L’épopée africaine de Kassav commence en 1985 en Côte d’Ivoireescale culturelle incontournable en Afrique de l’Ouest qui accueille Kassav’ pour la première fois sur le sol africain. La formation antillaise, qui voit le jour en 1979 grâce au bassiste guadeloupéen Pierre-Edouard Décimus, fait bouger le public ivoirien au rythme de leur premier tube, devenu un cri de ralliement pour tous les aficionados du zouk, Zouk-la sé sèl médikaman nou ni. Ce leitmotiv sera repris dans plusieurs grandes villes africaines, de Dakar (Sénégal) à Alger (Algérie) en passant par Kinshasa (République démocratique du Congo), où Kassav’ tournera le clip de Syé Bwa, Yaoundé (Cameroun) et Libreville (Gabon). Sur le continent, leur terrain de jeu est souvent un stade et Kassav’ fait régulièrement « stade » comble, bien avant le Stade de France où ils fêteront leurs trente printempsEn 1988, ils réuniront 90 000 personnes à Luanda, la capitale de l’Angola où les hommages déferlent depuis l’annonce du décès de Jacob Desvarieux. C’est ce pays qui abrite le seul musée du zouk au monde, et c’est au Mozambique voisin que s’organise également un festival du zouk. Sur le continent, les lusophones se sont « réappropriés » le zouk, confiait Jacob Desvarieux durant un entretien en 2016. Le guitariste se disait d’ailleurs fasciné par le fait qu’une musique née dans une si petite île ait pu conquérir un continent où le moindre quartier populaire d’une grande ville pouvait contenir deux ou trois fois la Guadeloupe. En dépit du piratage et des concerts, qui se révèlent trop chers à organiser, Kassav’ restera fidèle à ce public. 

« Une musique transversale » 

Comment le zouk a conquis les Africains ? Dans les années 80 en Afrique, « chaque pays a sa musique et il n’y a pas beaucoup de musique transversale. Voilà une musique antillaise dont la rythmique de base est afro, donc africaine (…). Et un groupe qui réussit à faire le lien entre des musiques caribéennes, des rythmiques et des sensibilités africaines et une technique afro-américaine. C’est ça en réalité le zouk », explique à franceinfo Afrique Claudy Siar, journaliste et producteur de l’émission musicale Couleurs tropicales sur RFI, radio très écoutée sur le continent. Un média qui y a lancé Kassav’ grâce à l’un des premiers grands fans du groupe antillais, l’animateur Gilles Obringer disparu en 1995 et à qui Claudy Siar succèdera. 

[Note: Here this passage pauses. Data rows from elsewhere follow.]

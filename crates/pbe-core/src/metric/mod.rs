//! The distance metric family.
//!
//! Every metric implements the same four pointwise functions plus a dispatcher, [`Metric::distance`],
//! that routes on the runtime variant of its two arguments and falls back to 1.0 (maximal distance)
//! when the variants differ. Each concrete metric overrides only the pointwise functions where its
//! behavior differs from the shared baseline in this module's default trait methods -- the same
//! "override what's different, inherit the rest" shape the reference metric hierarchy uses, expressed
//! here as default trait methods instead of single inheritance.

mod calculation;
mod combined;
mod default;
mod homophone;
mod keyboard;
mod levenshtein;
mod normal;
mod permutation;
mod vector;

pub use calculation::CalculationMetric;
pub use combined::CombinedMetric;
pub use default::DefaultMetric;
pub use homophone::HomophoneMetric;
pub use keyboard::KeyboardMetric;
pub use levenshtein::LevenshteinMetric;
pub use normal::NormalMetric;
pub use permutation::PermutationMetric;
pub use vector::{HammingMetric, VectorFunction, VectorMetric};

use crate::value::{Integer, Value};

/// Shared baseline semantics every metric inherits unless it overrides a specific function.
pub trait Metric {
    fn int_distance(&self, actual: &Integer, expected: &Integer) -> f64 {
        if actual == expected { 0.0 } else { 1.0 }
    }

    fn float_distance(&self, actual: f64, expected: f64) -> f64 {
        const EPS: f64 = 1e-3;
        if (actual - expected).abs() <= EPS { 0.0 } else { 1.0 }
    }

    fn str_distance(&self, actual: &str, expected: &str) -> f64 {
        if actual == expected { 0.0 } else { 1.0 }
    }

    fn bool_distance(&self, actual: bool, expected: bool) -> f64 {
        if actual == expected { 0.0 } else { 1.0 }
    }

    /// Unequal lengths score 1.0; otherwise the capped sum of pointwise [`Metric::distance`]
    /// over the zipped elements. Most metrics keep this baseline; [`VectorMetric`] and
    /// [`PermutationMetric`] replace it with a length-aware or order-insensitive rule.
    fn list_distance(&self, actual: &[Value], expected: &[Value]) -> f64 {
        if actual.len() != expected.len() {
            return 1.0;
        }
        let total: f64 = actual.iter().zip(expected).map(|(a, b)| self.distance(a, b)).sum();
        total.min(1.0)
    }

    /// Routes on the runtime variant of `actual`/`expected`; a variant mismatch scores the
    /// maximal distance of 1.0.
    fn distance(&self, actual: &Value, expected: &Value) -> f64 {
        match (actual, expected) {
            (Value::Int(a), Value::Int(b)) => self.int_distance(a, b),
            (Value::Float(a), Value::Float(b)) => self.float_distance(*a, *b),
            (Value::Str(a), Value::Str(b)) => self.str_distance(a, b),
            (Value::List(a), Value::List(b)) => self.list_distance(a, b),
            (Value::Bool(a), Value::Bool(b)) => self.bool_distance(*a, *b),
            _ => 1.0,
        }
    }
}

/// Builds the configured metric from its CLI name and a free-form parameter string, the same
/// pairing the `--metric`/`--metric-parameter` flags carry.
pub fn from_name(name: &str, parameter: &str) -> Result<Box<dyn Metric>, crate::error::SynthError> {
    let metric: Box<dyn Metric> = match name {
        "default" | "" => Box::new(DefaultMetric),
        "normal" => Box::new(NormalMetric::new(parse_f64_or(parameter, 1.0))),
        "calculation" => Box::new(CalculationMetric),
        "vector" => Box::new(VectorMetric::new(VectorFunction::parse(parameter)?)),
        "hamming" => Box::new(HammingMetric),
        "levenshtein" => Box::new(LevenshteinMetric::new(parameter == "recursive")),
        "permutation" => Box::new(PermutationMetric),
        "keyboard" => Box::new(KeyboardMetric),
        "homophone" => Box::new(HomophoneMetric),
        "combined" => Box::new(CombinedMetric::parse(parameter)?),
        other => {
            return Err(crate::error::SynthError::InputParse(format!("unknown metric '{other}'")));
        }
    };
    Ok(metric)
}

fn parse_f64_or(raw: &str, default: f64) -> f64 {
    if raw.is_empty() {
        default
    } else {
        raw.parse().unwrap_or(default)
    }
}

#[cfg(test)]
mod tests {
    use super::*;

    #[test]
    fn unknown_metric_name_is_rejected() {
        assert!(from_name("not-a-metric", "").is_err());
    }

    #[test]
    fn default_metric_is_reflexive() {
        let metric = DefaultMetric;
        assert_eq!(metric.distance(&Value::from(1_i64), &Value::from(1_i64)), 0.0);
    }

    #[test]
    fn mismatched_variants_score_one() {
        let metric = DefaultMetric;
        assert_eq!(metric.distance(&Value::from(1_i64), &Value::from(1.0_f64)), 1.0);
    }
}
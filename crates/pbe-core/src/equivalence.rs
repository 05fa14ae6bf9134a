//! Observational-equivalence pruning.
//!
//! Interns expressions by their value-vector signature, keeping exactly one representative per
//! equivalence class, and partitions the accepted representatives into per-height buckets so
//! the enumerator can ask for "everything at the previous height" and "everything at exactly
//! the last height" separately. Grounded in the same signature-table idea as an interning
//! table keyed by structural hash, generalized from interning syntax to interning behavior.

use ahash::AHashMap;

use crate::arena::ExprId;
use crate::value::Value;

/// A value vector is its own signature: [`Value`]'s `Hash`/`Eq` impls already flatten lists
/// element-wise and compare floats by bit pattern, so two candidates that behave identically
/// on every example hash and compare equal here with no extra canonicalization step.
type Signature = Vec<Value>;

#[derive(Debug, Default)]
pub struct EquivalenceManager {
    classes: AHashMap<Signature, ExprId>,
    height_buckets: Vec<Vec<ExprId>>,
}

impl EquivalenceManager {
    #[must_use]
    pub fn new() -> Self {
        Self { classes: AHashMap::new(), height_buckets: vec![Vec::new()] }
    }

    #[must_use]
    pub fn is_equivalent(&self, values: &[Value]) -> bool {
        self.classes.contains_key(values)
    }

    /// Records `id` as the canonical representative of `values`'s equivalence class and adds
    /// it to the current height bucket. Panics if `values` is already interned -- callers must
    /// check [`Self::is_equivalent`] first, matching the `assert` in the reference
    /// implementation this mirrors.
    pub fn intern(&mut self, values: Vec<Value>, id: ExprId) {
        assert!(!self.is_equivalent(&values), "value vector already has a canonical representative");
        self.classes.insert(values, id);
        self.height_buckets.last_mut().expect("at least one bucket always exists").push(id);
    }

    /// Every canonical id from a height strictly below the current bucket.
    #[must_use]
    pub fn previous_height_programs(&self) -> Vec<ExprId> {
        let current = self.height_buckets.len() - 1;
        self.height_buckets[..current].iter().flatten().copied().collect()
    }

    /// The bucket immediately below the current one; empty before the second `advance_height`.
    #[must_use]
    pub fn last_height_programs(&self) -> &[ExprId] {
        let current = self.height_buckets.len() - 1;
        if current == 0 {
            &[]
        } else {
            &self.height_buckets[current - 1]
        }
    }

    pub fn advance_height(&mut self) {
        self.height_buckets.push(Vec::new());
    }

    #[must_use]
    pub fn class_count(&self) -> usize {
        self.classes.len()
    }
}

#[cfg(test)]
mod tests {
    use super::*;
    use crate::arena::ExprId;

    fn id(n: u32) -> ExprId {
        // ExprId has no public constructor outside the arena; tests in this module only
        // compare ids for identity, so any arena-assigned sequence of ids works.
        let mut arena = crate::arena::ExprArena::new();
        for _ in 0..n {
            arena.push(crate::expression::Expression::new_terminal(
                std::rc::Rc::new(crate::operator::Operator::literal(Value::from(0_i64))),
                vec![],
            ));
        }
        arena.push(crate::expression::Expression::new_terminal(
            std::rc::Rc::new(crate::operator::Operator::literal(Value::from(0_i64))),
            vec![],
        ))
    }

    #[test]
    fn duplicate_signature_is_rejected() {
        let mut mgr = EquivalenceManager::new();
        let sig = vec![Value::from(1_i64)];
        mgr.intern(sig.clone(), id(0));
        assert!(mgr.is_equivalent(&sig));
    }

    #[test]
    fn buckets_separate_last_from_previous() {
        let mut mgr = EquivalenceManager::new();
        mgr.intern(vec![Value::from(1_i64)], id(0));
        mgr.advance_height();
        mgr.intern(vec![Value::from(2_i64)], id(1));
        assert_eq!(mgr.previous_height_programs().len(), 1);
        assert_eq!(mgr.last_height_programs().len(), 1);
        mgr.advance_height();
        assert_eq!(mgr.previous_height_programs().len(), 2);
        assert!(mgr.last_height_programs().is_empty() || mgr.last_height_programs().len() == 1);
    }
}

Cette « histoire d’amour » avec le public africain, comme le disait Jacob Desvarieux, le groupe la doit à Gilles Obringer. Ce dernier anime une « émission superstar », Canal Tropical qu’il a lancée sur RFI dans des pays où, en face, il n’y a que des chaînes nationales, note Claudy Siar. « Tout le monde l’écoute et il diffuse Kassav’ ainsi que les albums solos des artistes à son auditoire qui adhère immédiatement à la musique du groupe. Gilles Obringer était un vrai fan de Kassav’ et ce fut légitime qu’il puisse présenter leur premier concert en terre africaine, à Abidjan. Le public ne fait pas qu’aimer, il devient fanatique ».

Peut-être parce cette musique rime encore avec liberté pour les Africains qui sont maîtres de leur destin depuis un petit quart de siècle, analyse Claudy Siar, également présentateur de l’émission The Voice Afrique francophone. Les textes ne sont pas en reste dans le succès du zouk de Kassav’. « C’est la force de Jacob et de tous les membres de Kassav, il est question de raconter l’identité. Dans les chansons, ‘An ba chen’n la’, ‘Zombi’ ou encore ‘Gorée’ (qui a trait à la déportation), il y a le lien avec l’Afrique. » De même, poursuit-il, dans leurs titres « Mama Africa » rejoint « Potomitan » (la femme antillaise) pour célébrer les femmes, pilier des familles d’Afrique et de leur diaspora. « C’est pour tout cela que le zouk a pris l’esprit et le cœur des gens, pour tout ce qu’il véhicule ». Les compositions de Kassav’ seront, au fil des ans, influencées par leurs contacts répétés avec l’Afrique comme le confiait Patrick Saint-Eloi avant sa disparition en 2010.

Jacob Desvarieux, une enfance dakaroise

Les liens avec les Africains tiennent certainement aussi à ceux de Jacob Desvarieux avec le Sénégal où il passera deux ans de sa vie, finalement décisives dans sa vie d’artiste. C’est à Dakar que sa mère lui offre une guitare pour ses dix ans. Ce n’est pas le cadeau souhaité et il apprend donc à en jouer par dépit, d’autant qu’il a pour voisin le musicien sénégalais Adama Faye dont l’un des frères deviendra le bassiste de la star sénégalaise Youssou N’Dour. L’instrument ne quittera plus jamais Jacob Desvarieux alors qu’il opte à 16 ans pour une carrière musicale. Il sera arrangeur, l’une de ses nombreuses casquettes artistiques. « Lorsqu’il fait de la musique plus tard, Jacob est déjà imprégné d’africanité, sans chercher à en faire plus. Il est ce qu’il est », estime Claudy Siar, ancien délégué interministériel pour l’Egalité des chances des Français d’Outre-mer. 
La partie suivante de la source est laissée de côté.